# Data extracts
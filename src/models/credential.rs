// src/models/credential.rs
//! Published credential data model.
//!
//! A DID advertises a credential collection through a service endpoint. The
//! collection is a JSON array whose entries each wrap one attested credential
//! and optional presentation metadata.

use serde::{Deserialize, Serialize};
use serde_json::{Map, Value};
use std::collections::BTreeMap;

/// An attested credential as published by its holder.
///
/// The credential commits to its claim through `claim_hashes` and to the
/// whole structure through `root_hash`, which is also the key of its on-chain
/// attestation.
///
/// # Serialization
/// Field names follow the camelCase wire format of published collections.
#[derive(Serialize, Deserialize, Debug, Clone, PartialEq)]
#[serde(rename_all = "camelCase")]
pub struct Credential {
    /// The claim about the subject
    pub claim: Claim,

    /// Credentials the attester relied on, committed into the root hash
    #[serde(default)]
    pub legitimations: Vec<Credential>,

    /// Salted hashes of the individual claim statements
    #[serde(default)]
    pub claim_hashes: Vec<String>,

    /// Claim hash to nonce map used to salt the statements
    #[serde(default)]
    pub claim_nonce_map: BTreeMap<String, String>,

    /// Hex-encoded root hash; the attestation lookup key
    /// Example: "0x428d37d6b34f605a8ff32b6a04c95d9c7d2aead9ecde193b2f5019b7f13ced23"
    pub root_hash: String,

    /// Delegation node the attester acted under, if any
    #[serde(default)]
    pub delegation_id: Option<String>,
}

impl Credential {
    /// DID of the subject this credential makes a claim about.
    pub fn subject(&self) -> &str {
        &self.claim.owner
    }
}

/// A claim about a subject conforming to a CType.
#[derive(Serialize, Deserialize, Debug, Clone, PartialEq)]
pub struct Claim {
    /// Hash of the CType (claim schema)
    #[serde(rename = "cTypeHash")]
    pub ctype_hash: String,

    /// Claimed properties
    /// Example: {"name": "John Doe", "age": 42}
    #[serde(default)]
    pub contents: Map<String, Value>,

    /// DID of the subject
    pub owner: String,
}

/// One entry of a published credential collection.
#[derive(Serialize, Deserialize, Debug, Clone, PartialEq)]
pub struct PublishedCredential {
    pub credential: Credential,

    #[serde(default, skip_serializing_if = "Option::is_none")]
    pub metadata: Option<CredentialMetadata>,
}

#[derive(Serialize, Deserialize, Debug, Clone, Default, PartialEq, Eq)]
#[serde(rename_all = "camelCase")]
pub struct CredentialMetadata {
    #[serde(default, skip_serializing_if = "Option::is_none")]
    pub label: Option<String>,

    #[serde(default, skip_serializing_if = "Option::is_none")]
    pub blob_url: Option<String>,
}

/// The content behind a `KiltPublishedCredentialCollectionV1` endpoint.
pub type CredentialCollection = Vec<PublishedCredential>;
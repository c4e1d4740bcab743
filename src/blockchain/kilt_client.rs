// src/blockchain/kilt_client.rs
//! KILT chain client.
//!
//! Maps the [`ChainApi`] queries onto the node's JSON-RPC methods:
//! - DID resolution and the combined web3 name lookup use the DID runtime API
//! - web3 name ownership and attestations are read from pallet storage, see
//!   [`super::chain_storage`]
//!
//! Method names are configurable because they differ between node versions.

use super::chain_storage::{
    attestation_key, decode_attestation, decode_web3_name_owner, web3_name_owner_key,
};
use super::rpc_client::RpcClient;
use super::{ChainApi, ChainError, LinkedIdentity};
use crate::models::attestation::Attestation;
use crate::models::did::{
    Did, DidDocument, DidResolution, ResolutionMetadata, ServiceEndpoint, KILT_DID_PREFIX,
};
use crate::utils::crypto::decode_hash;
use async_trait::async_trait;
use log::{debug, info};
use serde::{Deserialize, Serialize};
use serde_json::{json, Value};

/// Public Peregrine testnet endpoint.
pub const DEFAULT_ENDPOINT: &str = "wss://peregrine.kilt.io/parachain-public-ws";

/// JSON-RPC method names used for each query.
#[derive(Debug, Clone, PartialEq, Eq, Serialize, Deserialize)]
#[serde(default)]
pub struct RpcMethods {
    pub did_query: String,
    pub did_query_by_web3_name: String,
    /// Raw storage read, used for web3 name owners and attestations
    pub get_storage: String,
}

impl Default for RpcMethods {
    fn default() -> Self {
        Self {
            did_query: "did_query".to_string(),
            did_query_by_web3_name: "did_queryByWeb3Name".to_string(),
            get_storage: "state_getStorage".to_string(),
        }
    }
}

/// DID information as returned by the DID RPC.
///
/// `details` is `null` once the DID has been deleted; the identifier and the
/// web3 name linkage may outlive it.
#[derive(Debug, Deserialize)]
#[serde(rename_all = "camelCase")]
struct RpcDidLinkedInfo {
    identifier: String,
    #[serde(default)]
    w3n: Option<String>,
    #[serde(default)]
    service_endpoints: Vec<RpcServiceEndpoint>,
    #[serde(default)]
    details: Option<Value>,
}

#[derive(Debug, Deserialize)]
#[serde(rename_all = "camelCase")]
struct RpcServiceEndpoint {
    id: String,
    #[serde(default)]
    service_types: Vec<String>,
    #[serde(default)]
    urls: Vec<String>,
}

impl RpcDidLinkedInfo {
    fn did_uri(&self) -> String {
        if self.identifier.starts_with(KILT_DID_PREFIX) {
            self.identifier.clone()
        } else {
            format!("{}{}", KILT_DID_PREFIX, self.identifier)
        }
    }

    fn into_resolution(self) -> DidResolution {
        let deactivated = self.details.is_none();
        let uri = self.did_uri();
        let document = if deactivated {
            None
        } else {
            Some(DidDocument {
                uri,
                web3_name: self.w3n,
                service: self
                    .service_endpoints
                    .into_iter()
                    .map(|endpoint| ServiceEndpoint {
                        id: endpoint.id,
                        types: endpoint.service_types,
                        urls: endpoint.urls,
                    })
                    .collect(),
            })
        };
        DidResolution {
            document,
            metadata: ResolutionMetadata { deactivated },
        }
    }
}

/// [`ChainApi`] over one WebSocket JSON-RPC connection.
pub struct KiltClient {
    rpc: RpcClient,
    methods: RpcMethods,
}

impl KiltClient {
    /// Connects to a chain endpoint.
    ///
    /// # Arguments
    /// * `endpoint` - WebSocket URL of the node
    /// * `methods` - RPC method names to call
    pub async fn connect(endpoint: &str, methods: RpcMethods) -> Result<Self, ChainError> {
        info!("Connecting to {}", endpoint);
        let rpc = RpcClient::connect(endpoint).await?;
        Ok(Self { rpc, methods })
    }

    async fn linked_info_by_web3_name(
        &self,
        web3_name: &str,
    ) -> Result<Option<RpcDidLinkedInfo>, ChainError> {
        self.rpc
            .request(&self.methods.did_query_by_web3_name, json!([web3_name]))
            .await
    }

    async fn storage(&self, key: String) -> Result<Option<String>, ChainError> {
        self.rpc.request(&self.methods.get_storage, json!([key])).await
    }
}

#[async_trait]
impl ChainApi for KiltClient {
    async fn web3_name_owner(&self, web3_name: &str) -> Result<Option<String>, ChainError> {
        self.storage(web3_name_owner_key(web3_name))
            .await?
            .map(|raw| decode_web3_name_owner(&raw))
            .transpose()
    }

    async fn resolve_did(&self, did: &Did) -> Result<Option<DidResolution>, ChainError> {
        let info: Option<RpcDidLinkedInfo> = self
            .rpc
            .request(&self.methods.did_query, json!([did.address()]))
            .await?;
        Ok(info.map(RpcDidLinkedInfo::into_resolution))
    }

    async fn resolve_web3_name(
        &self,
        web3_name: &str,
    ) -> Result<Option<LinkedIdentity>, ChainError> {
        let info = self.linked_info_by_web3_name(web3_name).await?;
        Ok(info.map(|info| LinkedIdentity {
            web3_name: info.w3n.clone().unwrap_or_else(|| web3_name.to_string()),
            did: info.did_uri(),
            resolution: info.into_resolution(),
        }))
    }

    async fn attestation(&self, root_hash: &str) -> Result<Option<Attestation>, ChainError> {
        // Nothing can be attested under a key that is not a hash.
        let Ok(key) = decode_hash(root_hash) else {
            debug!("Root hash {} is malformed, no attestation to query", root_hash);
            return Ok(None);
        };
        self.storage(attestation_key(&key))
            .await?
            .map(|raw| decode_attestation(root_hash, &raw))
            .transpose()
    }

    async fn disconnect(&self) -> Result<(), ChainError> {
        info!("Disconnecting from chain");
        self.rpc.close().await
    }
}
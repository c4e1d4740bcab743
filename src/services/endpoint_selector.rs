// src/services/endpoint_selector.rs
//! Service endpoint selection.
//!
//! Filtering is a pure subset operation over the document's services: it
//! keeps the original order and filtering an already filtered list changes
//! nothing.

use crate::models::did::ServiceEndpoint;
use serde::{Deserialize, Serialize};

/// Service type advertising a published credential collection.
pub const KILT_PUBLISHED_CREDENTIAL_COLLECTION_V1_TYPE: &str =
    "KiltPublishedCredentialCollectionV1";

/// How a declared service type is compared with the wanted one.
#[derive(Debug, Clone, Copy, Default, PartialEq, Eq, Serialize, Deserialize, clap::ValueEnum)]
#[serde(rename_all = "lowercase")]
pub enum MatchMode {
    /// A declared type equals the wanted type.
    #[default]
    Exact,
    /// A declared type contains the wanted type.
    Substring,
}

impl MatchMode {
    pub fn matches(self, declared: &str, wanted: &str) -> bool {
        match self {
            MatchMode::Exact => declared == wanted,
            MatchMode::Substring => declared.contains(wanted),
        }
    }
}

/// Keeps the endpoints declaring `endpoint_type`.
pub fn filter_endpoints<'a>(
    service: &'a [ServiceEndpoint],
    endpoint_type: &str,
    mode: MatchMode,
) -> Vec<&'a ServiceEndpoint> {
    service
        .iter()
        .filter(|endpoint| {
            endpoint
                .types
                .iter()
                .any(|declared| mode.matches(declared, endpoint_type))
        })
        .collect()
}

/// First URL of the first endpoint, if there is one.
pub fn select_collection_url<'a>(endpoints: &[&'a ServiceEndpoint]) -> Option<&'a str> {
    endpoints
        .first()
        .and_then(|endpoint| endpoint.urls.first())
        .map(String::as_str)
}

#[cfg(test)]
mod tests {
    use super::*;

    fn endpoint(id: &str, types: &[&str], urls: &[&str]) -> ServiceEndpoint {
        ServiceEndpoint {
            id: id.to_string(),
            types: types.iter().map(|t| t.to_string()).collect(),
            urls: urls.iter().map(|u| u.to_string()).collect(),
        }
    }

    fn service() -> Vec<ServiceEndpoint> {
        vec![
            endpoint("#linkedin", &["LinkedDomains"], &["https://example.com"]),
            endpoint(
                "#collection",
                &["KiltPublishedCredentialCollectionV1"],
                &["ipfs://QmFirst", "ipfs://QmMirror"],
            ),
            endpoint(
                "#collection-v2",
                &["KiltPublishedCredentialCollectionV1Extended"],
                &["ipfs://QmSecond"],
            ),
        ]
    }

    #[test]
    fn test_exact_match_selects_first_url() {
        let service = service();
        let endpoints = filter_endpoints(
            &service,
            KILT_PUBLISHED_CREDENTIAL_COLLECTION_V1_TYPE,
            MatchMode::Exact,
        );
        assert_eq!(endpoints.len(), 1);
        assert_eq!(select_collection_url(&endpoints), Some("ipfs://QmFirst"));
    }

    #[test]
    fn test_substring_match_keeps_order() {
        let service = service();
        let endpoints = filter_endpoints(
            &service,
            KILT_PUBLISHED_CREDENTIAL_COLLECTION_V1_TYPE,
            MatchMode::Substring,
        );
        let ids: Vec<&str> = endpoints.iter().map(|e| e.id.as_str()).collect();
        assert_eq!(ids, vec!["#collection", "#collection-v2"]);
    }

    #[test]
    fn test_filter_is_idempotent_subset() {
        let service = service();
        for mode in [MatchMode::Exact, MatchMode::Substring] {
            let once: Vec<ServiceEndpoint> =
                filter_endpoints(&service, "Kilt", mode).into_iter().cloned().collect();
            let twice: Vec<ServiceEndpoint> =
                filter_endpoints(&once, "Kilt", mode).into_iter().cloned().collect();
            assert_eq!(once, twice);
            assert!(once.iter().all(|e| service.contains(e)));
        }
    }

    #[test]
    fn test_absent_type_yields_nothing() {
        let service = service();
        let endpoints = filter_endpoints(&service, "DIDCommMessaging", MatchMode::Substring);
        assert!(endpoints.is_empty());
        assert_eq!(select_collection_url(&endpoints), None);
    }

    #[test]
    fn test_endpoint_without_urls_yields_no_target() {
        let service = vec![endpoint("#empty", &["KiltPublishedCredentialCollectionV1"], &[])];
        let endpoints = filter_endpoints(
            &service,
            KILT_PUBLISHED_CREDENTIAL_COLLECTION_V1_TYPE,
            MatchMode::Exact,
        );
        assert_eq!(select_collection_url(&endpoints), None);
    }
}
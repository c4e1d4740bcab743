// src/blockchain/in_memory.rs
//! In-memory chain state.
//!
//! Implements [`ChainApi`] over hash maps so the pipeline can run without a
//! node, for local fixtures and tests. Disconnecting behaves like the real
//! client: every later query fails with [`ChainError::ConnectionClosed`].

use super::{ChainApi, ChainError, LinkedIdentity};
use crate::models::attestation::Attestation;
use crate::models::did::{Did, DidDocument, DidResolution, ResolutionMetadata};
use async_trait::async_trait;
use std::collections::HashMap;
use std::sync::atomic::{AtomicBool, AtomicUsize, Ordering};

/// Chain state held in memory.
///
/// DIDs are keyed by address, so light and full DIDs over the same key
/// resolve to the same entry. Attestations are keyed by lowercase root hash.
#[derive(Debug, Default)]
pub struct InMemoryChain {
    web3_names: HashMap<String, String>,
    dids: HashMap<String, DidResolution>,
    attestations: HashMap<String, Attestation>,
    attestation_queries: AtomicUsize,
    disconnected: AtomicBool,
}

impl InMemoryChain {
    pub fn new() -> Self {
        Self::default()
    }

    /// Links `web3_name` to `did`, replacing any previous owner.
    pub fn register_web3_name(&mut self, web3_name: &str, did: &str) {
        self.web3_names
            .insert(web3_name.to_string(), did.to_string());
    }

    /// Stores a live DID document under its URI.
    pub fn store_document(&mut self, document: DidDocument) {
        let key = Self::did_key(&document.uri);
        self.dids.insert(
            key,
            DidResolution {
                document: Some(document),
                metadata: ResolutionMetadata::default(),
            },
        );
    }

    /// Tombstones a DID. Resolution keeps succeeding but yields no document.
    pub fn delete_did(&mut self, did: &str) {
        self.dids.insert(
            Self::did_key(did),
            DidResolution {
                document: None,
                metadata: ResolutionMetadata { deactivated: true },
            },
        );
    }

    /// Stores an attestation under its claim hash.
    pub fn store_attestation(&mut self, attestation: Attestation) {
        self.attestations
            .insert(attestation.claim_hash.to_ascii_lowercase(), attestation);
    }

    /// Whether [`ChainApi::disconnect`] has been called.
    pub fn is_disconnected(&self) -> bool {
        self.disconnected.load(Ordering::SeqCst)
    }

    /// Number of attestation lookups served so far.
    pub fn attestation_queries(&self) -> usize {
        self.attestation_queries.load(Ordering::SeqCst)
    }

    fn did_key(did: &str) -> String {
        Did::parse(did)
            .map(|did| did.address().to_string())
            .unwrap_or_else(|_| did.to_string())
    }

    fn ensure_connected(&self) -> Result<(), ChainError> {
        if self.is_disconnected() {
            Err(ChainError::ConnectionClosed)
        } else {
            Ok(())
        }
    }
}

#[async_trait]
impl ChainApi for InMemoryChain {
    async fn web3_name_owner(&self, web3_name: &str) -> Result<Option<String>, ChainError> {
        self.ensure_connected()?;
        Ok(self.web3_names.get(web3_name).cloned())
    }

    async fn resolve_did(&self, did: &Did) -> Result<Option<DidResolution>, ChainError> {
        self.ensure_connected()?;
        Ok(self.dids.get(did.address()).cloned())
    }

    async fn resolve_web3_name(
        &self,
        web3_name: &str,
    ) -> Result<Option<LinkedIdentity>, ChainError> {
        self.ensure_connected()?;
        let Some(did) = self.web3_names.get(web3_name) else {
            return Ok(None);
        };
        Ok(self
            .dids
            .get(&Self::did_key(did))
            .map(|resolution| LinkedIdentity {
                web3_name: web3_name.to_string(),
                did: did.clone(),
                resolution: resolution.clone(),
            }))
    }

    async fn attestation(&self, root_hash: &str) -> Result<Option<Attestation>, ChainError> {
        self.ensure_connected()?;
        self.attestation_queries.fetch_add(1, Ordering::SeqCst);
        Ok(self
            .attestations
            .get(&root_hash.to_ascii_lowercase())
            .cloned())
    }

    async fn disconnect(&self) -> Result<(), ChainError> {
        self.disconnected.store(true, Ordering::SeqCst);
        Ok(())
    }
}
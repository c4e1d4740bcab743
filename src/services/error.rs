// src/services/error.rs
//! Reasons a verification run is rejected.

use crate::blockchain::ChainError;
use crate::services::integrity::IntegrityError;
use crate::storage::collection_fetcher::FetchError;
use thiserror::Error;

/// Every condition that rejects a run. None of them is retried.
#[derive(Debug, Error)]
pub enum VerificationError {
    /// The web3 name or DID does not resolve.
    #[error("The identity \"{0}\" does not exist on the KILT blockchain")]
    IdentityNotFound(String),

    /// The DID resolved, but its document has been deleted.
    #[error("The DID {0} has already been deleted")]
    IdentityDeleted(String),

    /// The collection could not be retrieved or decoded.
    #[error("Failed to fetch the credential collection from {url}: {source}")]
    FetchFailure {
        url: String,
        #[source]
        source: FetchError,
    },

    /// No attestation is stored under the credential's root hash.
    #[error("Credential {root_hash} has no on-chain attestation")]
    AttestationNotFound { root_hash: String },

    #[error("Credential {root_hash} revoked")]
    CredentialRevoked { root_hash: String },

    #[error("Credential {root_hash} is invalid: {source}")]
    CredentialInvalid {
        root_hash: String,
        #[source]
        source: IntegrityError,
    },

    /// The credential is about someone other than the resolved DID.
    #[error("Credential {root_hash} refers to {actual}, expected subject {expected}")]
    SubjectMismatch {
        root_hash: String,
        expected: String,
        actual: String,
    },

    /// A chain round trip failed.
    #[error("Chain query failed: {0}")]
    Chain(#[from] ChainError),
}
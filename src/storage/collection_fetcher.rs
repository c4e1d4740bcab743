// src/storage/collection_fetcher.rs
//! Credential collection retrieval.
//!
//! Collections usually live on IPFS. `ipfs://` URLs are rewritten onto an
//! HTTP gateway; everything else is fetched as is.
//!
//! # Failure handling
//! - A collection is addressed by content hash, so a failed fetch is final
//!   for the run and is never retried
//! - Timeouts come from the HTTP client configuration only

use crate::models::credential::CredentialCollection;
use crate::services::error::VerificationError;
use crate::utils::serialization::deserialize_slice;
use log::info;
use reqwest::StatusCode;
use std::time::Duration;
use thiserror::Error;
use url::Url;

/// Public gateway used for `ipfs://` URLs unless configured otherwise.
pub const DEFAULT_IPFS_GATEWAY: &str = "https://ipfs.io";

const IPFS_SCHEME: &str = "ipfs://";

/// Why a collection could not be retrieved.
#[derive(Debug, Error)]
pub enum FetchError {
    #[error("invalid URL: {0}")]
    InvalidUrl(#[from] url::ParseError),

    #[error("request failed: {0}")]
    Transport(#[from] reqwest::Error),

    #[error("unexpected HTTP status {0}")]
    Status(StatusCode),

    #[error("response is not a credential collection: {0}")]
    Malformed(#[from] serde_json::Error),
}

/// HTTP client for published credential collections.
#[derive(Clone, Debug)]
pub struct CollectionFetcher {
    client: reqwest::Client,
    ipfs_gateway: Url,
}

impl CollectionFetcher {
    /// Creates a fetcher.
    ///
    /// # Arguments
    /// * `ipfs_gateway` - Base URL `ipfs://` paths are resolved against
    /// * `timeout` - Whole-request timeout, `None` to rely on the client default
    pub fn new(ipfs_gateway: &str, timeout: Option<Duration>) -> Result<Self, FetchError> {
        let mut gateway = Url::parse(ipfs_gateway)?;
        if !gateway.path().ends_with('/') {
            let path = format!("{}/", gateway.path());
            gateway.set_path(&path);
        }

        let mut builder = reqwest::Client::builder();
        if let Some(timeout) = timeout {
            builder = builder.timeout(timeout);
        }

        Ok(Self {
            client: builder.build()?,
            ipfs_gateway: gateway,
        })
    }

    /// Maps an endpoint URL to the HTTP URL actually requested.
    pub fn resolve_url(&self, raw_url: &str) -> Result<Url, FetchError> {
        match raw_url.strip_prefix(IPFS_SCHEME) {
            Some(content_path) => Ok(self
                .ipfs_gateway
                .join(&format!("ipfs/{}", content_path.trim_start_matches('/')))?),
            None => Ok(Url::parse(raw_url)?),
        }
    }

    /// Fetches and decodes the collection behind `raw_url`.
    ///
    /// # Errors
    /// [`VerificationError::FetchFailure`] on an invalid URL, transport
    /// failure, timeout, non-success status or a body that is not a
    /// collection.
    pub async fn fetch(&self, raw_url: &str) -> Result<CredentialCollection, VerificationError> {
        self.fetch_collection(raw_url)
            .await
            .map_err(|source| VerificationError::FetchFailure {
                url: raw_url.to_string(),
                source,
            })
    }

    async fn fetch_collection(&self, raw_url: &str) -> Result<CredentialCollection, FetchError> {
        let url = self.resolve_url(raw_url)?;
        info!("Fetching credential collection from {}", url);

        let response = self.client.get(url).send().await?;
        let status = response.status();
        if !status.is_success() {
            return Err(FetchError::Status(status));
        }

        let body = response.bytes().await?;
        Ok(deserialize_slice(&body)?)
    }
}

#[cfg(test)]
mod tests {
    use super::*;
    use serde_json::json;

    fn collection_body() -> String {
        json!([{
            "credential": {
                "claim": {
                    "cTypeHash": "0x01",
                    "contents": { "email": "john@example.com" },
                    "owner": "did:kilt:4nwPAmtsK5toZfBM9WvmAe4Fa3LyZ3X3JHt7EUFfrcPPAZAm"
                },
                "legitimations": [],
                "claimHashes": [],
                "claimNonceMap": {},
                "rootHash": "0x02",
                "delegationId": null
            }
        }])
        .to_string()
    }

    #[test]
    fn test_ipfs_urls_use_gateway() {
        let fetcher = CollectionFetcher::new("https://gateway.example/base", None).unwrap();
        assert_eq!(
            fetcher.resolve_url("ipfs://QmCollection/list.json").unwrap().as_str(),
            "https://gateway.example/base/ipfs/QmCollection/list.json"
        );
        assert_eq!(
            fetcher.resolve_url("https://example.com/c.json").unwrap().as_str(),
            "https://example.com/c.json"
        );
        assert!(matches!(
            fetcher.resolve_url("not a url"),
            Err(FetchError::InvalidUrl(_))
        ));
    }

    #[tokio::test]
    async fn test_fetch_parses_collection() {
        let mut server = mockito::Server::new_async().await;
        let mock = server
            .mock("GET", "/collection.json")
            .with_status(200)
            .with_header("content-type", "application/json")
            .with_body(collection_body())
            .create_async()
            .await;

        let fetcher = CollectionFetcher::new(DEFAULT_IPFS_GATEWAY, None).unwrap();
        let collection = fetcher
            .fetch(&format!("{}/collection.json", server.url()))
            .await
            .unwrap();

        mock.assert_async().await;
        assert_eq!(collection.len(), 1);
        assert_eq!(collection[0].credential.root_hash, "0x02");
    }

    #[tokio::test]
    async fn test_fetch_through_ipfs_gateway() {
        let mut server = mockito::Server::new_async().await;
        let mock = server
            .mock("GET", "/ipfs/QmCollection")
            .with_status(200)
            .with_body(collection_body())
            .create_async()
            .await;

        let fetcher = CollectionFetcher::new(&server.url(), None).unwrap();
        let collection = fetcher.fetch("ipfs://QmCollection").await.unwrap();

        mock.assert_async().await;
        assert_eq!(collection.len(), 1);
    }

    #[tokio::test]
    async fn test_malformed_body_is_fetch_failure() {
        let mut server = mockito::Server::new_async().await;
        let _mock = server
            .mock("GET", "/collection.json")
            .with_status(200)
            .with_body("<html>gateway timeout</html>")
            .create_async()
            .await;

        let fetcher = CollectionFetcher::new(DEFAULT_IPFS_GATEWAY, None).unwrap();
        let result = fetcher
            .fetch(&format!("{}/collection.json", server.url()))
            .await;
        assert!(matches!(
            result,
            Err(VerificationError::FetchFailure {
                source: FetchError::Malformed(_),
                ..
            })
        ));
    }

    #[tokio::test]
    async fn test_error_status_is_fetch_failure() {
        let mut server = mockito::Server::new_async().await;
        let _mock = server
            .mock("GET", "/collection.json")
            .with_status(504)
            .create_async()
            .await;

        let fetcher = CollectionFetcher::new(DEFAULT_IPFS_GATEWAY, None).unwrap();
        let result = fetcher
            .fetch(&format!("{}/collection.json", server.url()))
            .await;
        assert!(matches!(
            result,
            Err(VerificationError::FetchFailure {
                source: FetchError::Status(StatusCode::GATEWAY_TIMEOUT),
                ..
            })
        ));
    }

    #[tokio::test]
    async fn test_unreachable_host_is_fetch_failure() {
        let fetcher =
            CollectionFetcher::new(DEFAULT_IPFS_GATEWAY, Some(Duration::from_secs(5))).unwrap();
        let result = fetcher.fetch("http://127.0.0.1:1/collection.json").await;
        assert!(matches!(
            result,
            Err(VerificationError::FetchFailure {
                source: FetchError::Transport(_),
                ..
            })
        ));
    }
}
// src/lib.rs

//! # Published Credential Checker
//!
//! Verifies the credentials a KILT identity publishes about itself.
//!
//! ## Architecture Overview
//! 1. **Blockchain Layer**: [`blockchain::ChainApi`], implemented over WebSocket JSON-RPC by
//!    [`blockchain::kilt_client::KiltClient`]
//! 2. **Services Layer**: identity resolution, endpoint selection, credential
//!    verification and the [`services::pipeline::Pipeline`] tying them together
//! 3. **Storage Layer**: HTTP/IPFS retrieval of the credential collection
//! 4. **Models**: DIDs, documents, credentials and attestations

pub mod blockchain;    // Chain connection and queries
pub mod models;        // Data structures
pub mod services;      // Verification logic
pub mod settings;      // Layered configuration
pub mod storage;       // Collection retrieval
pub mod utils;         // Hashing and JSON helpers

#[cfg(any(test, feature = "test-util"))]
pub mod test_util;     // Fixture builders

# To do
Every line holding the word "resolved" should be copied out of the records above.

# Response below
    /// The DID resolved, but its document has been deleted.
    /// The credential is about someone other than the resolved DID.
    /// * `ipfs_gateway` - Base URL `ipfs://` paths are resolved against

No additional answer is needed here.